» **DATA**:

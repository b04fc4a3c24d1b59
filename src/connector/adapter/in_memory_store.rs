use std::collections::HashMap;
use std::sync::Arc;

use async_trait::async_trait;
use tokio::sync::{Mutex, OwnedMutexGuard};
use tracing::debug;

use crate::application::{
    PullRequestRepository, TeamRepository, Transaction, TransactionManager, UserRepository,
};
use crate::domain::{
    sort_reviewer_stats, DomainError, PullRequest, ReviewerStat, Team, User,
};

#[derive(Debug, Clone, Default)]
struct MemoryState {
    teams: HashMap<String, Team>,
    users: HashMap<String, User>,
    pull_requests: HashMap<String, PullRequest>,
}

/// Map-backed store. Transactions are serialized on a single lock and work
/// on a private copy of the state that replaces the shared one on commit.
pub struct InMemoryStore {
    state: Arc<Mutex<MemoryState>>,
}

impl InMemoryStore {
    pub fn new() -> Self {
        Self {
            state: Arc::new(Mutex::new(MemoryState::default())),
        }
    }
}

impl Default for InMemoryStore {
    fn default() -> Self {
        Self::new()
    }
}

#[async_trait]
impl TransactionManager for InMemoryStore {
    async fn begin(&self) -> Result<Box<dyn Transaction>, DomainError> {
        let guard = Arc::clone(&self.state).lock_owned().await;
        let working = guard.clone();
        Ok(Box::new(InMemoryTransaction { guard, working }))
    }
}

struct InMemoryTransaction {
    guard: OwnedMutexGuard<MemoryState>,
    working: MemoryState,
}

#[async_trait]
impl Transaction for InMemoryTransaction {
    fn teams(&mut self) -> &mut dyn TeamRepository {
        self
    }

    fn users(&mut self) -> &mut dyn UserRepository {
        self
    }

    fn pull_requests(&mut self) -> &mut dyn PullRequestRepository {
        self
    }

    async fn commit(self: Box<Self>) -> Result<(), DomainError> {
        let InMemoryTransaction { mut guard, working } = *self;
        *guard = working;
        Ok(())
    }
}

#[async_trait]
impl TeamRepository for InMemoryTransaction {
    async fn create(&mut self, team: &Team) -> Result<(), DomainError> {
        if self.working.teams.contains_key(team.name()) {
            return Err(DomainError::team_exists(team.name()));
        }
        self.working
            .teams
            .insert(team.name().to_string(), team.clone());
        Ok(())
    }

    async fn get_by_name(&mut self, name: &str) -> Result<Team, DomainError> {
        self.working
            .teams
            .get(name)
            .cloned()
            .ok_or_else(|| DomainError::not_found(format!("team {}", name)))
    }
}

impl InMemoryTransaction {
    fn team_members(&self, team_name: &str, active_only: bool) -> Vec<User> {
        let mut members: Vec<User> = self
            .working
            .users
            .values()
            .filter(|u| u.belongs_to(team_name) && (!active_only || u.is_active()))
            .cloned()
            .collect();
        members.sort_by(|a, b| a.name().cmp(b.name()).then_with(|| a.id().cmp(b.id())));
        members
    }
}

#[async_trait]
impl UserRepository for InMemoryTransaction {
    async fn get_by_id(&mut self, id: &str) -> Result<User, DomainError> {
        self.working
            .users
            .get(id)
            .cloned()
            .ok_or_else(|| DomainError::not_found(format!("user {}", id)))
    }

    async fn list_by_team_name(&mut self, team_name: &str) -> Result<Vec<User>, DomainError> {
        Ok(self.team_members(team_name, false))
    }

    async fn list_active_by_team_name(
        &mut self,
        team_name: &str,
    ) -> Result<Vec<User>, DomainError> {
        Ok(self.team_members(team_name, true))
    }

    async fn upsert_many(&mut self, users: &[User]) -> Result<(), DomainError> {
        for user in users {
            let stored = match self.working.users.get(user.id()) {
                Some(existing) => User::reconstitute(
                    user.id().to_string(),
                    user.team_name().to_string(),
                    user.name().to_string(),
                    user.is_active(),
                    existing.created_at(),
                ),
                None => user.clone(),
            };
            self.working.users.insert(user.id().to_string(), stored);
        }
        debug!("Upserted {} users in memory", users.len());
        Ok(())
    }

    async fn set_active(&mut self, id: &str, is_active: bool) -> Result<(), DomainError> {
        let user = self
            .working
            .users
            .get_mut(id)
            .ok_or_else(|| DomainError::not_found(format!("user {}", id)))?;
        user.set_active(is_active);
        Ok(())
    }
}

#[async_trait]
impl PullRequestRepository for InMemoryTransaction {
    async fn exists(&mut self, id: &str) -> Result<bool, DomainError> {
        Ok(self.working.pull_requests.contains_key(id))
    }

    async fn create(&mut self, pull_request: &PullRequest) -> Result<(), DomainError> {
        if self.working.pull_requests.contains_key(pull_request.id()) {
            return Err(DomainError::pull_request_exists(pull_request.id()));
        }
        self.working
            .pull_requests
            .insert(pull_request.id().to_string(), pull_request.clone());
        Ok(())
    }

    async fn get_by_id(&mut self, id: &str) -> Result<PullRequest, DomainError> {
        self.working
            .pull_requests
            .get(id)
            .cloned()
            .ok_or_else(|| DomainError::not_found(format!("pull request {}", id)))
    }

    async fn update(&mut self, pull_request: &PullRequest) -> Result<(), DomainError> {
        match self.working.pull_requests.get_mut(pull_request.id()) {
            Some(stored) => {
                *stored = pull_request.clone();
                Ok(())
            }
            None => Err(DomainError::not_found(format!(
                "pull request {}",
                pull_request.id()
            ))),
        }
    }

    async fn list_by_reviewer_id(
        &mut self,
        reviewer_id: &str,
    ) -> Result<Vec<PullRequest>, DomainError> {
        let mut prs: Vec<PullRequest> = self
            .working
            .pull_requests
            .values()
            .filter(|pr| pr.has_reviewer(reviewer_id))
            .cloned()
            .collect();
        prs.sort_by(|a, b| {
            b.created_at()
                .cmp(&a.created_at())
                .then_with(|| a.id().cmp(b.id()))
        });
        Ok(prs)
    }

    async fn list_reviewer_stats(
        &mut self,
        team_name: &str,
    ) -> Result<Vec<ReviewerStat>, DomainError> {
        let mut counts: HashMap<&str, u64> = HashMap::new();
        for pr in self.working.pull_requests.values() {
            if pr.is_merged() {
                continue;
            }
            for reviewer in pr.reviewers() {
                *counts.entry(reviewer.as_str()).or_insert(0) += 1;
            }
        }

        let mut stats: Vec<ReviewerStat> = counts
            .into_iter()
            .filter_map(|(user_id, count)| {
                self.working
                    .users
                    .get(user_id)
                    .filter(|u| u.belongs_to(team_name))
                    .map(|u| ReviewerStat::new(u.id(), u.name(), u.team_name(), count))
            })
            .collect();
        sort_reviewer_stats(&mut stats);
        Ok(stats)
    }
}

» **EXERCISE DETAILS**: Please output the listing in full, exactly as it was given above.

» **TASK RESPONSE**:
repository b04fc4a3c24d1b59
filename src/connector/adapter/in_memory_store.rs
use std::collections::HashMap;
use std::sync::Arc;

use async_trait::async_trait;
use tokio::sync::{Mutex, OwnedMutexGuard};
use tracing::debug;

use crate::application::{
    PullRequestRepository, TeamRepository, Transaction, TransactionManager, UserRepository,
};
use crate::domain::{
    sort_reviewer_stats, DomainError, PullRequest, ReviewerStat, Team, User,
};

#[derive(Debug, Clone, Default)]
struct MemoryState {
    teams: HashMap<String, Team>,
    users: HashMap<String, User>,
    pull_requests: HashMap<String, PullRequest>,
}

/// Map-backed store. Transactions are serialized on a single lock and work
/// on a private copy of the state that replaces the shared one on commit.
pub struct InMemoryStore {
    state: Arc<Mutex<MemoryState>>,
}

impl InMemoryStore {
    pub fn new() -> Self {
        Self {
            state: Arc::new(Mutex::new(MemoryState::default())),
        }
    }
}

impl Default for InMemoryStore {
    fn default() -> Self {
        Self::new()
    }
}

#[async_trait]
impl TransactionManager for InMemoryStore {
    async fn begin(&self) -> Result<Box<dyn Transaction>, DomainError> {
        let guard = Arc::clone(&self.state).lock_owned().await;
        let working = guard.clone();
        Ok(Box::new(InMemoryTransaction { guard, working }))
    }
}

struct InMemoryTransaction {
    guard: OwnedMutexGuard<MemoryState>,
    working: MemoryState,
}

#[async_trait]
impl Transaction for InMemoryTransaction {
    fn teams(&mut self) -> &mut dyn TeamRepository {
        self
    }

    fn users(&mut self) -> &mut dyn UserRepository {
        self
    }

    fn pull_requests(&mut self) -> &mut dyn PullRequestRepository {
        self
    }

    async fn commit(self: Box<Self>) -> Result<(), DomainError> {
        let InMemoryTransaction { mut guard, working } = *self;
        *guard = working;
        Ok(())
    }
}

#[async_trait]
impl TeamRepository for InMemoryTransaction {
    async fn create(&mut self, team: &Team) -> Result<(), DomainError> {
        if self.working.teams.contains_key(team.name()) {
            return Err(DomainError::team_exists(team.name()));
        }
        self.working
            .teams
            .insert(team.name().to_string(), team.clone());
        Ok(())
    }

    async fn get_by_name(&mut self, name: &str) -> Result<Team, DomainError> {
        self.working
            .teams
            .get(name)
            .cloned()
            .ok_or_else(|| DomainError::not_found(format!("team {}", name)))
    }
}

impl InMemoryTransaction {
    fn team_members(&self, team_name: &str, active_only: bool) -> Vec<User> {
        let mut members: Vec<User> = self
            .working
            .users
            .values()
            .filter(|u| u.belongs_to(team_name) && (!active_only || u.is_active()))
            .cloned()
            .collect();
        members.sort_by(|a, b| a.name().cmp(b.name()).then_with(|| a.id().cmp(b.id())));
        members
    }
}

#[async_trait]
impl UserRepository for InMemoryTransaction {
    async fn get_by_id(&mut self, id: &str) -> Result<User, DomainError> {
        self.working
            .users
            .get(id)
            .cloned()
            .ok_or_else(|| DomainError::not_found(format!("user {}", id)))
    }

    async fn list_by_team_name(&mut self, team_name: &str) -> Result<Vec<User>, DomainError> {
        Ok(self.team_members(team_name, false))
    }

    async fn list_active_by_team_name(
        &mut self,
        team_name: &str,
    ) -> Result<Vec<User>, DomainError> {
        Ok(self.team_members(team_name, true))
    }

    async fn upsert_many(&mut self, users: &[User]) -> Result<(), DomainError> {
        for user in users {
            let stored = match self.working.users.get(user.id()) {
                Some(existing) => User::reconstitute(
                    user.id().to_string(),
                    user.team_name().to_string(),
                    user.name().to_string(),
                    user.is_active(),
                    existing.created_at(),
                ),
                None => user.clone(),
            };
            self.working.users.insert(user.id().to_string(), stored);
        }
        debug!("Upserted {} users in memory", users.len());
        Ok(())
    }

    async fn set_active(&mut self, id: &str, is_active: bool) -> Result<(), DomainError> {
        let user = self
            .working
            .users
            .get_mut(id)
            .ok_or_else(|| DomainError::not_found(format!("user {}", id)))?;
        user.set_active(is_active);
        Ok(())
    }
}

#[async_trait]
impl PullRequestRepository for InMemoryTransaction {
    async fn exists(&mut self, id: &str) -> Result<bool, DomainError> {
        Ok(self.working.pull_requests.contains_key(id))
    }

    async fn create(&mut self, pull_request: &PullRequest) -> Result<(), DomainError> {
        if self.working.pull_requests.contains_key(pull_request.id()) {
            return Err(DomainError::pull_request_exists(pull_request.id()));
        }
        self.working
            .pull_requests
            .insert(pull_request.id().to_string(), pull_request.clone());
        Ok(())
    }

    async fn get_by_id(&mut self, id: &str) -> Result<PullRequest, DomainError> {
        self.working
            .pull_requests
            .get(id)
            .cloned()
            .ok_or_else(|| DomainError::not_found(format!("pull request {}", id)))
    }

    async fn update(&mut self, pull_request: &PullRequest) -> Result<(), DomainError> {
        match self.working.pull_requests.get_mut(pull_request.id()) {
            Some(stored) => {
                *stored = pull_request.clone();
                Ok(())
            }
            None => Err(DomainError::not_found(format!(
                "pull request {}",
                pull_request.id()
            ))),
        }
    }

    async fn list_by_reviewer_id(
        &mut self,
        reviewer_id: &str,
    ) -> Result<Vec<PullRequest>, DomainError> {
        let mut prs: Vec<PullRequest> = self
            .working
            .pull_requests
            .values()
            .filter(|pr| pr.has_reviewer(reviewer_id))
            .cloned()
            .collect();
        prs.sort_by(|a, b| {
            b.created_at()
                .cmp(&a.created_at())
                .then_with(|| a.id().cmp(b.id()))
        });
        Ok(prs)
    }

    async fn list_reviewer_stats(
        &mut self,
        team_name: &str,
    ) -> Result<Vec<ReviewerStat>, DomainError> {
        let mut counts: HashMap<&str, u64> = HashMap::new();
        for pr in self.working.pull_requests.values() {
            if pr.is_merged() {
                continue;
            }
            for reviewer in pr.reviewers() {
                *counts.entry(reviewer.as_str()).or_insert(0) += 1;
            }
        }

        let mut stats: Vec<ReviewerStat> = counts
            .into_iter()
            .filter_map(|(user_id, count)| {
                self.working
                    .users
                    .get(user_id)
                    .filter(|u| u.belongs_to(team_name))
                    .map(|u| ReviewerStat::new(u.id(), u.name(), u.team_name(), count))
            })
            .collect();
        sort_reviewer_stats(&mut stats);
        Ok(stats)
    }
}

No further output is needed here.